Een therapeut kijkt tijdens het onderzoek en de behandeling naar signalen van neuropathie. Tijdens de behandeling wordt gebruikgemaakt van dunne acupunctuurnaalden. Deze worden gebruikt om een zogenaamde "release" van de spier te verkrijgen. De spier wordt geprikkeld met een dunne naald.[4] In eerste instantie ontstaat een reflexmatige verkramping van de spier; dit wordt een Local twitch respons genoemd. Die wordt door de patiënt waargenomen. De bedoeling is dat naderhand de spier loslaat. Dat kan direct zijn (de patiënt voelt dan onmiddellijk een soort losheid), maar kan ook pas later optreden. Meer ontspanning in de spier betekent dat de doorbloeding kan toenemen en herstel kan optreden. De mobiliteit in de aanliggende gewrichten kan verbeteren. Het uiteindelijke doel van dry needling is dat de neuropathie zich geleidelijk herstelt. De pijn neemt af en de spier en gewrichtsfunctie neemt toe.

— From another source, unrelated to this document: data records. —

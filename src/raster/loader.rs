use std::io::Cursor;
use std::sync::Arc;
use std::time::Duration;

use base64::Engine;
use base64::engine::general_purpose::STANDARD;
use futures::FutureExt;
use futures::channel::oneshot;
use futures::future::{self, BoxFuture};
use image::{ImageFormat, RgbaImage};
use log::{debug, warn};
use parking_lot::Mutex;

use super::BitmapCache;
use crate::element::ImageSource;
use crate::error::{BoardError, BoardResult};

pub type LoadFuture = BoxFuture<'static, BoardResult<Arc<RgbaImage>>>;

const MAX_CACHED_IMAGES: usize = 32;

/// Resolves an [`ImageSource`] to decoded pixels.
///
/// The returned future owns everything it needs, so the board can keep
/// mutating while a load is in flight.
pub trait ImageLoader: Send + Sync {
    fn load(&self, source: &ImageSource) -> LoadFuture;
}

/// Loads URLs, `data:` URLs and file paths on worker threads and caches the
/// decoded result by source key.
#[derive(Clone)]
pub struct SourceLoader {
    inner: Arc<LoaderInner>,
}

struct LoaderInner {
    http: reqwest::blocking::Client,
    cache: Mutex<BitmapCache<Arc<RgbaImage>>>,
}

impl SourceLoader {
    pub fn new(timeout: Duration) -> BoardResult<Self> {
        let http = reqwest::blocking::Client::builder()
            .timeout(timeout)
            .build()?;
        Ok(Self {
            inner: Arc::new(LoaderInner {
                http,
                cache: Mutex::new(BitmapCache::new(MAX_CACHED_IMAGES)),
            }),
        })
    }

    pub fn cached(&self, source: &ImageSource) -> Option<Arc<RgbaImage>> {
        match source {
            ImageSource::Raster(raster) => Some(raster.pixels()),
            ImageSource::Url(url) => self.inner.cache.lock().get(url),
        }
    }

    pub fn cache_len(&self) -> usize {
        self.inner.cache.lock().len()
    }
}

impl LoaderInner {
    fn fetch(&self, location: &str) -> BoardResult<Vec<u8>> {
        if location.starts_with("data:") {
            return decode_data_url(location);
        }
        if location.starts_with("http://") || location.starts_with("https://") {
            let response = self.http.get(location).send()?.error_for_status()?;
            return Ok(response.bytes()?.to_vec());
        }
        let path = location.strip_prefix("file://").unwrap_or(location);
        Ok(std::fs::read(path)?)
    }
}

impl ImageLoader for SourceLoader {
    fn load(&self, source: &ImageSource) -> LoadFuture {
        let url = match source {
            ImageSource::Raster(raster) => return future::ready(Ok(raster.pixels())).boxed(),
            ImageSource::Url(url) => url.clone(),
        };
        if url.trim().is_empty() {
            return future::ready(Err(BoardError::ImageLoad {
                location: url,
                reason: "empty source".to_owned(),
            }))
            .boxed();
        }
        if let Some(image) = self.inner.cache.lock().get(&url) {
            return future::ready(Ok(image)).boxed();
        }

        let (tx, rx) = oneshot::channel();
        let inner = self.inner.clone();
        let key = url.clone();
        std::thread::spawn(move || {
            let result = inner
                .fetch(&key)
                .and_then(|bytes| decode_image(&bytes))
                .map(Arc::new);
            match &result {
                Ok(image) => {
                    debug!("Loaded {}x{} image", image.width(), image.height());
                    inner.cache.lock().insert(key, image.clone());
                }
                Err(e) => warn!("Image load failed: {}", e),
            }
            let _ = tx.send(result);
        });

        rx.map(move |received| {
            received.unwrap_or_else(|_| {
                Err(BoardError::ImageLoad {
                    location: url,
                    reason: "loader thread stopped".to_owned(),
                })
            })
        })
        .boxed()
    }
}

pub fn decode_image(bytes: &[u8]) -> BoardResult<RgbaImage> {
    Ok(image::load_from_memory(bytes)?.to_rgba8())
}

/// Extracts the payload of a base64 `data:` URL.
pub fn decode_data_url(url: &str) -> BoardResult<Vec<u8>> {
    let rest = url
        .strip_prefix("data:")
        .ok_or_else(|| BoardError::DataUrl("missing data: prefix".to_owned()))?;
    let (meta, payload) = rest
        .split_once(',')
        .ok_or_else(|| BoardError::DataUrl("missing payload".to_owned()))?;
    if !meta.ends_with(";base64") {
        return Err(BoardError::DataUrl(format!("unsupported encoding {meta:?}")));
    }
    STANDARD
        .decode(payload.trim())
        .map_err(|e| BoardError::DataUrl(e.to_string()))
}

pub fn encode_png(image: &RgbaImage) -> BoardResult<Vec<u8>> {
    let mut bytes = Vec::new();
    image
        .write_to(&mut Cursor::new(&mut bytes), ImageFormat::Png)
        .map_err(|e| BoardError::Encode(e.to_string()))?;
    Ok(bytes)
}

pub fn png_data_url(png: &[u8]) -> String {
    format!("data:image/png;base64,{}", STANDARD.encode(png))
}

#[cfg(test)]
mod tests {
    use super::*;

    #[test]
    fn test_data_url_roundtrip() {
        let image = RgbaImage::from_pixel(3, 2, image::Rgba([10, 20, 30, 255]));
        let url = png_data_url(&encode_png(&image).unwrap());
        assert!(url.starts_with("data:image/png;base64,"));

        let decoded = decode_image(&decode_data_url(&url).unwrap()).unwrap();
        assert_eq!(decoded, image);
    }

    #[test]
    fn test_rejects_non_base64_data_url() {
        assert!(matches!(
            decode_data_url("data:text/plain,hello"),
            Err(BoardError::DataUrl(_))
        ));
        assert!(decode_data_url("nope").is_err());
    }

    #[test]
    fn test_raster_sources_resolve_immediately() {
        let loader = SourceLoader::new(Duration::from_secs(1)).unwrap();
        let source = ImageSource::from_raster(RgbaImage::new(4, 4));
        let image = futures::executor::block_on(loader.load(&source)).unwrap();
        assert_eq!(image.dimensions(), (4, 4));
        assert_eq!(loader.cache_len(), 0);
    }

    #[test]
    fn test_load_from_data_url_is_cached() {
        let loader = SourceLoader::new(Duration::from_secs(1)).unwrap();
        let png = encode_png(&RgbaImage::new(5, 7)).unwrap();
        let source = ImageSource::url(png_data_url(&png));

        let image = futures::executor::block_on(loader.load(&source)).unwrap();
        assert_eq!(image.dimensions(), (5, 7));
        assert!(loader.cached(&source).is_some());
    }

    #[test]
    fn test_cache_is_bounded() {
        let loader = SourceLoader::new(Duration::from_secs(1)).unwrap();
        for i in 0..(MAX_CACHED_IMAGES + 8) {
            let png = encode_png(&RgbaImage::from_pixel(1, 1, image::Rgba([i as u8, 0, 0, 255]))).unwrap();
            futures::executor::block_on(loader.load(&ImageSource::url(png_data_url(&png)))).unwrap();
        }
        assert_eq!(loader.cache_len(), MAX_CACHED_IMAGES);
    }
}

Dry needling is geen acupunctuur en heeft in tegenstelling tot acupunctuur geen energetisch kader en er wordt geen gebruik gemaakt van meridianen om de aanprikpunten te bepalen.[5]

Effectiviteit[bewerken | brontekst bewerken]

In een studie uit 2017 werd een overzicht gemaakt van alle data uit meerdere onderzoeken en controles die liepen tussen 2000 en 2015. Uit deze publicatie bleek dat er een bewezen effect is op korte termijn voor pijnbestrijding en beweging en kwaliteit van leven. Sluitend bewijs voor beter slaapcomfort en vervanging van medicatie voor pijnbestrijding werd er echter niet gevonden.[6] Ook eerdere onderzoeken uit 2016 bewezen een effectiviteit op een of meerdere aspecten, maar daarbij wel een niet-sluitend effect voor andere aspecten.[7] Ook volgens het Koninklijk Nederlands Genootschap voor Fysiotherapie is het bewijs voor de effectiviteit van dry needling niet sluitend.[8] De Vereniging tegen de Kwakzalverij noemt de effectiviteit niet bewezen en stelt dat eventuele effecten vooral placebo-effecten zijn.[8] Dry needling zou een riskantere behandeling zijn dan behandelwijzen waarbij geen naalden in spieren worden gestoken.[9] Bij nekpijn raadt het Koninklijk Nederlands Genootschap voor Fysiotherapie de toepassing van dry needling zelf ook af in de eigen richtlijn, vanwege het risico op prikletsel.[10]

Nederland[bewerken | brontekst bewerken]

In Nederland wordt de behandeling uitgevoerd door fysiotherapeuten en is in 2007 door het Koninklijk Nederlands Genootschap voor Fysiotherapie opgenomen in hun beroepsprofiel. Volgens de Vereniging tegen de Kwakzalverij worden met de behandeling myogelosen in de spier aangeprikt, die normaliter vanzelf genezen.[9] Ze oordeelt dat er geen bewijs is dat dry needling effectiever is dan het warm houden van de spieren of een verlichtende massage te geven.[9]